Group by one or more variables — group_by.tbl

This is a method for the dplyr group_by() generic. It is translated to the GROUP BY clause of the SQL query when used with summarise() and to the PARTITION BY clause of window functions when used with mutate().

Usage

# S3 method for tbl_lazy
group_by(.data, ..., .add = FALSE, add = deprecated(), .drop = TRUE)

Arguments

.data

A lazy data frame backed by a database query.

...

<data-masking> Variables, or functions of variables. Use desc() to sort a variable in descending order.

.add

When FALSE, the default, group_by() will override existing groups. To add to the existing groups, use .add = TRUE.

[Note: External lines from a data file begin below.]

//! Request throttling for wearsync.
//!
//! The wearable asks its companion for fresh data only when the data it
//! holds is older than the refresh interval. Three facts drive the
//! decision:
//! - when data was last received (or produced, if the record says so)
//! - when a request was last sent successfully
//! - whether a record has arrived since that request
//!
//! A sent request stays outstanding until the next record arrives, so each
//! staleness period produces exactly one request. Callers may opt into a
//! time-based retry that re-sends an unanswered request after a delay.
//!
//! All of it is volatile; a restarted process starts with an empty throttle
//! and therefore requests on its first connected tick.

use std::time::Duration;
use sync_types::Timestamp;

/// Outcome of a throttle check.
#[derive(Debug, Clone, Copy, PartialEq, Eq)]
pub enum ThrottleDecision {
    /// Held data is young enough; do nothing.
    Fresh {
        /// Age of the held data.
        age: Duration,
    },
    /// Data is stale but a request is still unanswered; wait for the answer.
    AwaitingResponse {
        /// When the outstanding request was sent.
        since: Timestamp,
    },
    /// Send one update request now.
    Request,
}

/// Timestamps gating outbound update requests.
#[derive(Debug, Clone, Copy, Default, PartialEq, Eq)]
pub struct ThrottleState {
    last_received: Option<Timestamp>,
    last_request_sent: Option<Timestamp>,
    answered: bool,
}

impl ThrottleState {
    /// Create an empty throttle (nothing received, nothing sent).
    pub fn new() -> Self {
        Self::default()
    }

    /// Decide whether a request is warranted at `now`.
    ///
    /// Data is fresh while `now - last_received <= refresh_interval`. Data
    /// that was never received is always stale. While stale, an unanswered
    /// request blocks further requests. With `retry_after` set, it blocks
    /// only until that much time has passed since it was sent; a clock that
    /// moved behind the send time never blocks in that mode.
    pub fn check(
        &self,
        now: Timestamp,
        refresh_interval: Duration,
        retry_after: Option<Duration>,
    ) -> ThrottleDecision {
        if let Some(received) = self.last_received {
            let age = now.saturating_since(received);
            if age <= refresh_interval {
                return ThrottleDecision::Fresh { age };
            }
        }

        match self.outstanding() {
            Some(sent) => {
                let waiting = match retry_after {
                    None => true,
                    Some(retry) => sent <= now && now.saturating_since(sent) < retry,
                };
                if waiting {
                    ThrottleDecision::AwaitingResponse { since: sent }
                } else {
                    ThrottleDecision::Request
                }
            }
            None => ThrottleDecision::Request,
        }
    }

    /// Record that a record arrived, stamped with freshness time `at`.
    ///
    /// Any arrival answers the outstanding request, whatever its stamp.
    pub fn record_received(&mut self, at: Timestamp) {
        self.last_received = Some(at);
        self.answered = true;
    }

    /// Record a successfully sent request.
    ///
    /// Failed sends must not be recorded so the next tick retries.
    pub fn record_request_sent(&mut self, at: Timestamp) {
        self.last_request_sent = Some(at);
        self.answered = false;
    }

    /// When data was last received.
    pub fn last_received(&self) -> Option<Timestamp> {
        self.last_received
    }

    /// When a request was last sent.
    pub fn last_request_sent(&self) -> Option<Timestamp> {
        self.last_request_sent
    }

    /// Send time of the request still waiting for a record, if any.
    pub fn outstanding(&self) -> Option<Timestamp> {
        self.last_request_sent.filter(|_| !self.answered)
    }
}

#[cfg(test)]
mod tests {
    use super::*;

    const INTERVAL: Duration = Duration::from_millis(1_800_000);
    const RETRY: Option<Duration> = Some(Duration::from_secs(60));

    fn ts(millis: u64) -> Timestamp {
        Timestamp::from_millis(millis)
    }

    #[test]
    fn never_received_is_stale() {
        let throttle = ThrottleState::new();
        assert_eq!(
            throttle.check(ts(0), INTERVAL, None),
            ThrottleDecision::Request
        );
        assert_eq!(throttle.outstanding(), None);
    }

    #[test]
    fn fresh_until_interval_elapses_inclusive() {
        let mut throttle = ThrottleState::new();
        throttle.record_received(ts(0));

        assert!(matches!(
            throttle.check(ts(600_000), INTERVAL, None),
            ThrottleDecision::Fresh { .. }
        ));
        // elapsed == interval still counts as fresh
        assert!(matches!(
            throttle.check(ts(1_800_000), INTERVAL, None),
            ThrottleDecision::Fresh { .. }
        ));
        assert_eq!(
            throttle.check(ts(1_800_001), INTERVAL, None),
            ThrottleDecision::Request
        );
    }

    #[test]
    fn fresh_reports_age() {
        let mut throttle = ThrottleState::new();
        throttle.record_received(ts(5_000));

        assert_eq!(
            throttle.check(ts(600_000), INTERVAL, None),
            ThrottleDecision::Fresh {
                age: Duration::from_millis(595_000)
            }
        );
    }

    #[test]
    fn unanswered_request_blocks_until_a_record_arrives() {
        let mut throttle = ThrottleState::new();
        throttle.record_request_sent(ts(0));

        for now in [0, 30_000, 60_000, 120_000, 600_000, 86_400_000] {
            assert_eq!(
                throttle.check(ts(now), INTERVAL, None),
                ThrottleDecision::AwaitingResponse { since: ts(0) }
            );
        }

        throttle.record_received(ts(1_000));
        assert_eq!(throttle.outstanding(), None);
        assert_eq!(
            throttle.check(ts(1_801_001), INTERVAL, None),
            ThrottleDecision::Request
        );
    }

    #[test]
    fn opt_in_retry_spaces_unanswered_requests() {
        let mut throttle = ThrottleState::new();
        throttle.record_request_sent(ts(1_000));

        assert_eq!(
            throttle.check(ts(30_000), INTERVAL, RETRY),
            ThrottleDecision::AwaitingResponse { since: ts(1_000) }
        );
        assert_eq!(
            throttle.check(ts(61_000), INTERVAL, RETRY),
            ThrottleDecision::Request
        );
    }

    #[test]
    fn zero_retry_requests_every_stale_check() {
        let mut throttle = ThrottleState::new();
        throttle.record_request_sent(ts(1_000));

        assert_eq!(
            throttle.check(ts(1_000), INTERVAL, Some(Duration::ZERO)),
            ThrottleDecision::Request
        );
    }

    #[test]
    fn old_stamped_record_still_answers() {
        let mut throttle = ThrottleState::new();
        throttle.record_request_sent(ts(2_000_000));
        throttle.record_received(ts(100));

        assert_eq!(throttle.outstanding(), None);
        assert_eq!(
            throttle.check(ts(2_030_000), INTERVAL, None),
            ThrottleDecision::Request
        );
    }

    #[test]
    fn backwards_clock_does_not_gate_retry() {
        let mut throttle = ThrottleState::new();
        throttle.record_request_sent(ts(100_000));

        assert_eq!(
            throttle.check(ts(50_000), INTERVAL, RETRY),
            ThrottleDecision::Request
        );
        assert_eq!(
            throttle.check(ts(50_000), INTERVAL, None),
            ThrottleDecision::AwaitingResponse { since: ts(100_000) }
        );
    }

    #[test]
    fn received_in_the_future_is_fresh() {
        let mut throttle = ThrottleState::new();
        throttle.record_received(ts(10_000));

        assert_eq!(
            throttle.check(ts(5_000), INTERVAL, None),
            ThrottleDecision::Fresh {
                age: Duration::ZERO
            }
        );
    }

    #[test]
    fn new_record_suppresses_next_request() {
        let mut throttle = ThrottleState::new();
        throttle.record_request_sent(ts(0));
        throttle.record_received(ts(2_000_000));

        assert!(matches!(
            throttle.check(ts(2_000_100), INTERVAL, None),
            ThrottleDecision::Fresh { .. }
        ));
        assert_eq!(throttle.last_request_sent(), Some(ts(0)));
        assert_eq!(throttle.last_received(), Some(ts(2_000_000)));
    }
}
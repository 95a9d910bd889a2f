//! Companion (handheld) side: answers update requests with weather data.
//!
//! The companion owns the weather source. On each request it asks its
//! [`WeatherProvider`] for the current report, stores the icon as an asset
//! and publishes a `/weather/info` data item. Where the provider gets its
//! data is its own business.

use async_trait::async_trait;
use std::sync::{Arc, Mutex, PoisonError};
use std::time::Duration;
use sync_core::Theme;
use sync_types::{keys, DataItem, IncomingRecord, PeerId, WireError, WEATHER_REQUIRE_PATH};
use thiserror::Error;
use tracing::{debug, info, warn};

use crate::clock::Clock;
use crate::transport::{CompanionTransport, InboundRequest, TransportError};

/// Weather source errors.
#[derive(Debug, Clone, PartialEq, Eq, Error)]
pub enum ProviderError {
    /// The source could not produce a report.
    #[error("weather source unavailable: {0}")]
    Unavailable(String),
}

/// Companion errors.
#[derive(Debug, Error)]
pub enum CompanionError {
    /// The weather source failed.
    #[error("provider error: {0}")]
    Provider(#[from] ProviderError),

    /// Publishing failed.
    #[error("transport error: {0}")]
    Transport(#[from] TransportError),

    /// The item could not be built.
    #[error("wire error: {0}")]
    Wire(#[from] WireError),
}

/// Current conditions as reported by the weather source.
#[derive(Debug, Clone, PartialEq)]
pub struct WeatherReport {
    /// Short condition description.
    pub condition: String,
    /// High temperature.
    pub high: f64,
    /// Low temperature.
    pub low: f64,
    /// Encoded icon image, if the source has one.
    pub icon: Option<Vec<u8>>,
}

/// Source of weather reports.
#[async_trait]
pub trait WeatherProvider: Send + Sync {
    /// The current report, or `None` if nothing is known yet.
    async fn current(&self) -> Result<Option<WeatherReport>, ProviderError>;
}

#[async_trait]
impl<P: WeatherProvider + ?Sized> WeatherProvider for Arc<P> {
    async fn current(&self) -> Result<Option<WeatherReport>, ProviderError> {
        (**self).current().await
    }
}

/// Provider returning whatever it was last given.
#[derive(Debug, Default)]
pub struct FixedProvider {
    report: Mutex<Option<WeatherReport>>,
    fail_next: Mutex<Option<String>>,
}

impl FixedProvider {
    /// Create a provider serving `report`.
    pub fn new(report: WeatherReport) -> Self {
        Self {
            report: Mutex::new(Some(report)),
            fail_next: Mutex::new(None),
        }
    }

    /// Replace the served report.
    pub fn set(&self, report: WeatherReport) {
        *self.report.lock().unwrap_or_else(PoisonError::into_inner) = Some(report);
    }

    /// Serve nothing.
    pub fn clear(&self) {
        *self.report.lock().unwrap_or_else(PoisonError::into_inner) = None;
    }

    /// Cause the next `current()` to fail.
    pub fn fail_next(&self, error: &str) {
        *self.fail_next.lock().unwrap_or_else(PoisonError::into_inner) = Some(error.to_string());
    }
}

#[async_trait]
impl WeatherProvider for FixedProvider {
    async fn current(&self) -> Result<Option<WeatherReport>, ProviderError> {
        if let Some(error) = self
            .fail_next
            .lock()
            .unwrap_or_else(PoisonError::into_inner)
            .take()
        {
            return Err(ProviderError::Unavailable(error));
        }
        Ok(self
            .report
            .lock()
            .unwrap_or_else(PoisonError::into_inner)
            .clone())
    }
}

/// Answers weather update requests over a [`CompanionTransport`].
pub struct CompanionService<T: CompanionTransport, P: WeatherProvider, C: Clock> {
    transport: T,
    provider: P,
    clock: C,
    require_interval: Option<Duration>,
    theme: Option<Theme>,
    last_requester: Mutex<Option<PeerId>>,
}

impl<T: CompanionTransport, P: WeatherProvider, C: Clock> CompanionService<T, P, C> {
    /// Create a service publishing through `transport`.
    pub fn new(transport: T, provider: P, clock: C) -> Self {
        Self {
            transport,
            provider,
            clock,
            require_interval: None,
            theme: None,
            last_requester: Mutex::new(None),
        }
    }

    /// Ask wearables to refresh at this interval.
    pub fn with_require_interval(mut self, interval: Duration) -> Self {
        self.require_interval = Some(interval);
        self
    }

    /// Tell wearables which theme to use.
    pub fn with_theme(mut self, theme: Theme) -> Self {
        self.theme = Some(theme);
        self
    }

    /// The transport this service publishes through.
    pub fn transport(&self) -> &T {
        &self.transport
    }

    /// The wearable that asked most recently.
    pub fn last_requester(&self) -> Option<PeerId> {
        self.last_requester
            .lock()
            .unwrap_or_else(PoisonError::into_inner)
            .clone()
    }

    /// Answer one request.
    ///
    /// Returns the published item, or `None` if the request was for another
    /// topic or the provider had nothing to report.
    pub async fn handle_request(
        &self,
        request: &InboundRequest,
    ) -> Result<Option<DataItem>, CompanionError> {
        if request.path != WEATHER_REQUIRE_PATH {
            debug!(path = %request.path, "ignoring request on unrelated topic");
            return Ok(None);
        }
        *self
            .last_requester
            .lock()
            .unwrap_or_else(PoisonError::into_inner) = Some(request.source.clone());
        debug!(peer = %request.source, "weather requested");

        let Some(report) = self.provider.current().await? else {
            info!("no weather report available, nothing published");
            return Ok(None);
        };

        let produced_at = i64::try_from(self.clock.now().as_millis()).unwrap_or(i64::MAX);
        let mut record = IncomingRecord::new()
            .with_string(keys::CONDITION, report.condition)
            .with_double(keys::HIGH, report.high)
            .with_double(keys::LOW, report.low)
            .with_long(keys::UPDATE_TIME, produced_at);
        if let Some(icon) = report.icon {
            let asset = self.transport.put_asset(icon).await?;
            record = record.with_asset(keys::CONDITION_IMAGE, asset);
        }
        if let Some(interval) = self.require_interval {
            let millis = i64::try_from(interval.as_millis()).unwrap_or(i64::MAX);
            record = record.with_long(keys::REQUIRE_INTERVAL, millis);
        }
        if let Some(theme) = self.theme {
            record = record.with_int(keys::THEME, i32::from(theme.value()));
        }

        let item = DataItem::weather(self.transport.local_peer().clone(), record);
        self.transport.put_data_item(item.clone()).await?;
        info!(peer = %request.source, fields = item.record.len(), "published weather");
        Ok(Some(item))
    }

    /// Serve requests until the link closes.
    pub async fn run(&self) {
        loop {
            match self.transport.recv_request().await {
                Ok(request) => {
                    if let Err(e) = self.handle_request(&request).await {
                        warn!(peer = %request.source, error = %e, "failed to answer weather request");
                    }
                }
                Err(TransportError::ConnectionClosed) => {
                    info!("request stream closed, companion stopping");
                    break;
                }
                Err(e) => {
                    warn!(error = %e, "receiving request failed");
                }
            }
        }
    }
}
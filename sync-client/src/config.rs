//! Engine configuration.
//!
//! Configuration is loaded from a TOML file; every field has a default, so
//! an empty file is valid.

use serde::{Deserialize, Serialize};
use std::path::{Path, PathBuf};
use std::time::Duration;
use sync_core::Theme;
use sync_types::PeerId;

/// Configuration for [`SyncEngine`](crate::SyncEngine).
#[derive(Debug, Clone, PartialEq, Eq, Serialize, Deserialize)]
#[serde(deny_unknown_fields)]
pub struct EngineConfig {
    /// Peer to ask before any data item has named one (default: "companion").
    #[serde(default = "default_peer")]
    pub default_peer: String,
    /// Refresh interval until the companion overrides it (default: 30 minutes).
    #[serde(default = "default_refresh_interval_ms")]
    pub refresh_interval_ms: u64,
    /// Re-send an unanswered request after this long (default: never).
    ///
    /// Without it a request stays outstanding until the next record arrives.
    #[serde(default, skip_serializing_if = "Option::is_none")]
    pub request_retry_ms: Option<u64>,
    /// Tick cadence (default: 1 second).
    #[serde(default = "default_tick_interval_ms")]
    pub tick_interval_ms: u64,
    /// Bound on one connection attempt (default: 30 seconds).
    #[serde(default = "default_connect_timeout_ms")]
    pub connect_timeout_ms: u64,
    /// Bound on the connect and fetch phases of an asset fetch (default: 100 seconds).
    #[serde(default = "default_asset_timeout_ms")]
    pub asset_timeout_ms: u64,
    /// Edge length of decoded icons in pixels (default: 70).
    #[serde(default = "default_thumbnail_size")]
    pub thumbnail_size: u32,
    /// Theme until the companion picks one (default: 3).
    #[serde(default = "default_theme")]
    pub default_theme: u8,
    /// Maximum queued asset fetches (default: 16).
    #[serde(default = "default_asset_queue_depth")]
    pub asset_queue_depth: usize,
}

// Default value functions
fn default_peer() -> String {
    "companion".to_string()
}

fn default_refresh_interval_ms() -> u64 {
    30 * 60 * 1000 // 30 minutes
}

fn default_tick_interval_ms() -> u64 {
    1000
}

fn default_connect_timeout_ms() -> u64 {
    30 * 1000
}

fn default_asset_timeout_ms() -> u64 {
    100 * 1000
}

fn default_thumbnail_size() -> u32 {
    70
}

fn default_theme() -> u8 {
    Theme::DEFAULT.value()
}

fn default_asset_queue_depth() -> usize {
    16
}

impl Default for EngineConfig {
    fn default() -> Self {
        Self {
            default_peer: default_peer(),
            refresh_interval_ms: default_refresh_interval_ms(),
            request_retry_ms: None,
            tick_interval_ms: default_tick_interval_ms(),
            connect_timeout_ms: default_connect_timeout_ms(),
            asset_timeout_ms: default_asset_timeout_ms(),
            thumbnail_size: default_thumbnail_size(),
            default_theme: default_theme(),
            asset_queue_depth: default_asset_queue_depth(),
        }
    }
}

impl EngineConfig {
    /// Load configuration from a TOML file.
    ///
    /// # Errors
    ///
    /// Returns an error if the file cannot be read, parsed or validated.
    pub fn from_file(path: &Path) -> Result<Self, ConfigError> {
        let content = std::fs::read_to_string(path).map_err(|e| ConfigError::ReadError {
            path: path.to_path_buf(),
            source: e,
        })?;

        let config: Self = toml::from_str(&content).map_err(|e| ConfigError::ParseError {
            path: path.to_path_buf(),
            source: e,
        })?;
        config.validate()?;
        Ok(config)
    }

    /// Check values that would stall or break the engine.
    pub fn validate(&self) -> Result<(), ConfigError> {
        let zero = [
            ("refresh_interval_ms", self.refresh_interval_ms == 0),
            ("tick_interval_ms", self.tick_interval_ms == 0),
            ("connect_timeout_ms", self.connect_timeout_ms == 0),
            ("asset_timeout_ms", self.asset_timeout_ms == 0),
            ("thumbnail_size", self.thumbnail_size == 0),
            ("asset_queue_depth", self.asset_queue_depth == 0),
        ];
        if let Some((field, _)) = zero.iter().find(|(_, is_zero)| *is_zero) {
            return Err(ConfigError::Invalid(format!("{field} must be non-zero")));
        }
        self.default_peer_id()?;
        Ok(())
    }

    /// The default peer as a validated identifier.
    pub fn default_peer_id(&self) -> Result<PeerId, ConfigError> {
        PeerId::new(self.default_peer.clone())
            .map_err(|e| ConfigError::Invalid(format!("default_peer: {e}")))
    }

    /// Set the default peer.
    pub fn with_default_peer(mut self, peer: &str) -> Self {
        self.default_peer = peer.to_string();
        self
    }

    /// Set the initial refresh interval.
    pub fn with_refresh_interval(mut self, interval: Duration) -> Self {
        self.refresh_interval_ms = millis(interval);
        self
    }

    /// Re-send unanswered requests after `retry`.
    pub fn with_request_retry(mut self, retry: Duration) -> Self {
        self.request_retry_ms = Some(millis(retry));
        self
    }

    /// Set the tick cadence.
    pub fn with_tick_interval(mut self, tick: Duration) -> Self {
        self.tick_interval_ms = millis(tick);
        self
    }

    /// Set the connection attempt bound.
    pub fn with_connect_timeout(mut self, timeout: Duration) -> Self {
        self.connect_timeout_ms = millis(timeout);
        self
    }

    /// Set the asset fetch bound.
    pub fn with_asset_timeout(mut self, timeout: Duration) -> Self {
        self.asset_timeout_ms = millis(timeout);
        self
    }

    /// Set the icon edge length.
    pub fn with_thumbnail_size(mut self, size: u32) -> Self {
        self.thumbnail_size = size;
        self
    }

    /// Set the initial theme.
    pub fn with_default_theme(mut self, theme: u8) -> Self {
        self.default_theme = theme;
        self
    }

    /// Set the asset queue depth.
    pub fn with_asset_queue_depth(mut self, depth: usize) -> Self {
        self.asset_queue_depth = depth;
        self
    }

    /// Initial refresh interval.
    pub fn refresh_interval(&self) -> Duration {
        Duration::from_millis(self.refresh_interval_ms)
    }

    /// Delay before an unanswered request is re-sent, if enabled.
    pub fn request_retry(&self) -> Option<Duration> {
        self.request_retry_ms.map(Duration::from_millis)
    }

    /// Tick cadence.
    pub fn tick_interval(&self) -> Duration {
        Duration::from_millis(self.tick_interval_ms)
    }

    /// Connection attempt bound.
    pub fn connect_timeout(&self) -> Duration {
        Duration::from_millis(self.connect_timeout_ms)
    }

    /// Asset fetch bound.
    pub fn asset_timeout(&self) -> Duration {
        Duration::from_millis(self.asset_timeout_ms)
    }

    /// Initial theme.
    pub fn theme(&self) -> Theme {
        Theme::new(self.default_theme)
    }
}

fn millis(duration: Duration) -> u64 {
    u64::try_from(duration.as_millis()).unwrap_or(u64::MAX)
}

/// Configuration error types.
#[derive(Debug, thiserror::Error)]
pub enum ConfigError {
    /// Failed to read configuration file.
    #[error("failed to read config file {path}: {source}")]
    ReadError {
        /// Path to the configuration file.
        path: PathBuf,
        /// Underlying I/O error.
        source: std::io::Error,
    },
    /// Failed to parse configuration file.
    #[error("failed to parse config file {path}: {source}")]
    ParseError {
        /// Path to the configuration file.
        path: PathBuf,
        /// Underlying TOML parse error.
        source: toml::de::Error,
    },
    /// A value is out of range.
    #[error("invalid configuration: {0}")]
    Invalid(String),
}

This argument was previously called add, but that prevented creating a new grouping variable called add, and conflicts with our naming conventions.

add

Deprecated. Please use .add instead.

.drop

Not supported by this method.

Examples

library(dplyr, warn.conflicts = FALSE)

db <- memdb_frame(g = c(1, 1, 1, 2, 2), x = c(4, 3, 6, 9, 2))
db %>%
  group_by(g) %>%
  summarise(n()) %>%
  show_query()
#> <SQL>
#> SELECT `g`, COUNT(*) AS `n()`
#> FROM `dbplyr_1qeoeBlLyC`
#> GROUP BY `g`

db %>%
  group_by(g) %>%
  mutate(x2 = x / sum(x, na.rm = TRUE)) %>%
  show_query()
#> <SQL>
#> SELECT `dbplyr_1qeoeBlLyC`.*, `x` / SUM(`x`) OVER (PARTITION BY `g`) AS `x2`
#> FROM `dbplyr_1qeoeBlLyC`